## Exercise aim
Return all the lines below, exactly as they read.
== Segment start ==
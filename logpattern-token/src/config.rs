use std::collections::{HashMap, HashSet};

use crate::tag::TagType;
use crate::token::TokenType;

/// Pattern-rendering syntax. `Seq` is the toolchain's native `%tag%` form;
/// `Grok` is the `%{TYPE:tag}` form consumed by Grok-based tools downstream.
#[derive(Debug, Clone, Copy, PartialEq, Eq)]
pub enum PlaceholderSyntax {
    Seq,
    Grok,
}

/// Minimum example count an `AnalyzerResult` must reach before it is worth
/// emitting downstream. `Relative` is evaluated against the total number of
/// records processed in the run that produced the count.
#[derive(Debug, Clone, Copy, PartialEq)]
pub enum ThresholdPolicy {
    Absolute(usize),
    Relative(f64),
}

impl ThresholdPolicy {
    /// The minimum example count required, given the total number of
    /// records seen in this run.
    pub fn threshold(&self, total_records: usize) -> usize {
        match self {
            ThresholdPolicy::Absolute(n) => *n,
            ThresholdPolicy::Relative(fraction) => {
                ((total_records as f64) * fraction).ceil() as usize
            }
        }
    }

    pub fn clears(&self, count: usize, total_records: usize) -> bool {
        count >= self.threshold(total_records).max(1)
    }
}

/// Process-wide, read-only-after-construction configuration threaded
/// through every Scanner/Parser/Analyzer constructor. Built once, normally
/// by `logpattern-config`'s layered TOML loader; the `Default` impl here
/// supplies the same values as the toolchain's built-in defaults file so
/// library consumers that don't need file-based config can skip it.
#[derive(Debug, Clone)]
pub struct Config {
    pub mark_spaces: bool,
    pub placeholder_syntax: PlaceholderSyntax,
    pub tag_type_map: HashMap<String, TokenType>,
    pub threshold_policy: ThresholdPolicy,
    pub http_methods: HashSet<String>,
}

impl Config {
    /// Resolve the lexical type a `%tag%` placeholder should carry: an
    /// explicit `tagTypeMap` entry wins, otherwise fall back to the tag's
    /// own built-in default.
    pub fn token_type_for_tag(&self, tag: &TagType) -> TokenType {
        self.tag_type_map
            .get(&tag.base_name())
            .copied()
            .unwrap_or_else(|| tag.default_token_type())
    }
}

impl Default for Config {
    fn default() -> Self {
        Config {
            mark_spaces: true,
            placeholder_syntax: PlaceholderSyntax::Seq,
            tag_type_map: default_tag_type_map(),
            threshold_policy: ThresholdPolicy::Absolute(1),
            http_methods: default_http_methods(),
        }
    }
}

fn default_tag_type_map() -> HashMap<String, TokenType> {
    use TokenType::*;
    [
        ("srcip", IPv4),
        ("dstip", IPv4),
        ("ipv6", IPv6),
        ("srcmac", MacAddress),
        ("dstmac", MacAddress),
        ("srcport", Integer),
        ("dstport", Integer),
        ("integer", Integer),
        ("size", Integer),
        ("float", Float),
        ("duration", Float),
        ("time", Time),
        ("uri", Uri),
        ("string", String),
        ("object", String),
        ("srchost", String),
        ("dsthost", String),
        ("protocol", String),
        ("method", String),
        ("action", String),
        ("status", String),
        ("srcuser", String),
        ("dstuser", String),
    ]
    .into_iter()
    .map(|(k, v)| (k.to_string(), v))
    .collect()
}

fn default_http_methods() -> HashSet<String> {
    [
        "GET", "POST", "PUT", "DELETE", "HEAD", "OPTIONS", "PATCH", "CONNECT", "TRACE",
    ]
    .into_iter()
    .map(String::from)
    .collect()
}

#[cfg(test)]
mod tests {
    use super::*;

    #[test]
    fn absolute_threshold_ignores_total() {
        let policy = ThresholdPolicy::Absolute(5);
        assert_eq!(policy.threshold(1_000_000), 5);
        assert!(policy.clears(5, 1));
        assert!(!policy.clears(4, 1_000_000));
    }

    #[test]
    fn relative_threshold_scales_with_total() {
        let policy = ThresholdPolicy::Relative(0.1);
        assert_eq!(policy.threshold(100), 10);
        assert_eq!(policy.threshold(5), 1);
    }

    #[test]
    fn tag_type_map_overrides_builtin_default() {
        let mut config = Config::default();
        assert_eq!(
            config.token_type_for_tag(&TagType::Custom("multiline".into())),
            TokenType::String
        );
        config
            .tag_type_map
            .insert("multiline".to_string(), TokenType::Other);
        assert_eq!(
            config.token_type_for_tag(&TagType::Custom("multiline".into())),
            TokenType::Other
        );
    }
}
== Segment end ==
## Solution for this problem
filename logpattern-token/src/config.rs
use std::collections::{HashMap, HashSet};

use crate::tag::TagType;
use crate::token::TokenType;

/// Pattern-rendering syntax. `Seq` is the toolchain's native `%tag%` form;
/// `Grok` is the `%{TYPE:tag}` form consumed by Grok-based tools downstream.
#[derive(Debug, Clone, Copy, PartialEq, Eq)]
pub enum PlaceholderSyntax {
    Seq,
    Grok,
}

/// Minimum example count an `AnalyzerResult` must reach before it is worth
/// emitting downstream. `Relative` is evaluated against the total number of
/// records processed in the run that produced the count.
#[derive(Debug, Clone, Copy, PartialEq)]
pub enum ThresholdPolicy {
    Absolute(usize),
    Relative(f64),
}

impl ThresholdPolicy {
    /// The minimum example count required, given the total number of
    /// records seen in this run.
    pub fn threshold(&self, total_records: usize) -> usize {
        match self {
            ThresholdPolicy::Absolute(n) => *n,
            ThresholdPolicy::Relative(fraction) => {
                ((total_records as f64) * fraction).ceil() as usize
            }
        }
    }

    pub fn clears(&self, count: usize, total_records: usize) -> bool {
        count >= self.threshold(total_records).max(1)
    }
}

/// Process-wide, read-only-after-construction configuration threaded
/// through every Scanner/Parser/Analyzer constructor. Built once, normally
/// by `logpattern-config`'s layered TOML loader; the `Default` impl here
/// supplies the same values as the toolchain's built-in defaults file so
/// library consumers that don't need file-based config can skip it.
#[derive(Debug, Clone)]
pub struct Config {
    pub mark_spaces: bool,
    pub placeholder_syntax: PlaceholderSyntax,
    pub tag_type_map: HashMap<String, TokenType>,
    pub threshold_policy: ThresholdPolicy,
    pub http_methods: HashSet<String>,
}

impl Config {
    /// Resolve the lexical type a `%tag%` placeholder should carry: an
    /// explicit `tagTypeMap` entry wins, otherwise fall back to the tag's
    /// own built-in default.
    pub fn token_type_for_tag(&self, tag: &TagType) -> TokenType {
        self.tag_type_map
            .get(&tag.base_name())
            .copied()
            .unwrap_or_else(|| tag.default_token_type())
    }
}

impl Default for Config {
    fn default() -> Self {
        Config {
            mark_spaces: true,
            placeholder_syntax: PlaceholderSyntax::Seq,
            tag_type_map: default_tag_type_map(),
            threshold_policy: ThresholdPolicy::Absolute(1),
            http_methods: default_http_methods(),
        }
    }
}

fn default_tag_type_map() -> HashMap<String, TokenType> {
    use TokenType::*;
    [
        ("srcip", IPv4),
        ("dstip", IPv4),
        ("ipv6", IPv6),
        ("srcmac", MacAddress),
        ("dstmac", MacAddress),
        ("srcport", Integer),
        ("dstport", Integer),
        ("integer", Integer),
        ("size", Integer),
        ("float", Float),
        ("duration", Float),
        ("time", Time),
        ("uri", Uri),
        ("string", String),
        ("object", String),
        ("srchost", String),
        ("dsthost", String),
        ("protocol", String),
        ("method", String),
        ("action", String),
        ("status", String),
        ("srcuser", String),
        ("dstuser", String),
    ]
    .into_iter()
    .map(|(k, v)| (k.to_string(), v))
    .collect()
}

fn default_http_methods() -> HashSet<String> {
    [
        "GET", "POST", "PUT", "DELETE", "HEAD", "OPTIONS", "PATCH", "CONNECT", "TRACE",
    ]
    .into_iter()
    .map(String::from)
    .collect()
}

#[cfg(test)]
mod tests {
    use super::*;

    #[test]
    fn absolute_threshold_ignores_total() {
        let policy = ThresholdPolicy::Absolute(5);
        assert_eq!(policy.threshold(1_000_000), 5);
        assert!(policy.clears(5, 1));
        assert!(!policy.clears(4, 1_000_000));
    }

    #[test]
    fn relative_threshold_scales_with_total() {
        let policy = ThresholdPolicy::Relative(0.1);
        assert_eq!(policy.threshold(100), 10);
        assert_eq!(policy.threshold(5), 1);
    }

    #[test]
    fn tag_type_map_overrides_builtin_default() {
        let mut config = Config::default();
        assert_eq!(
            config.token_type_for_tag(&TagType::Custom("multiline".into())),
            TokenType::String
        );
        config
            .tag_type_map
            .insert("multiline".to_string(), TokenType::Other);
        assert_eq!(
            config.token_type_for_tag(&TagType::Custom("multiline".into())),
            TokenType::Other
        );
    }
}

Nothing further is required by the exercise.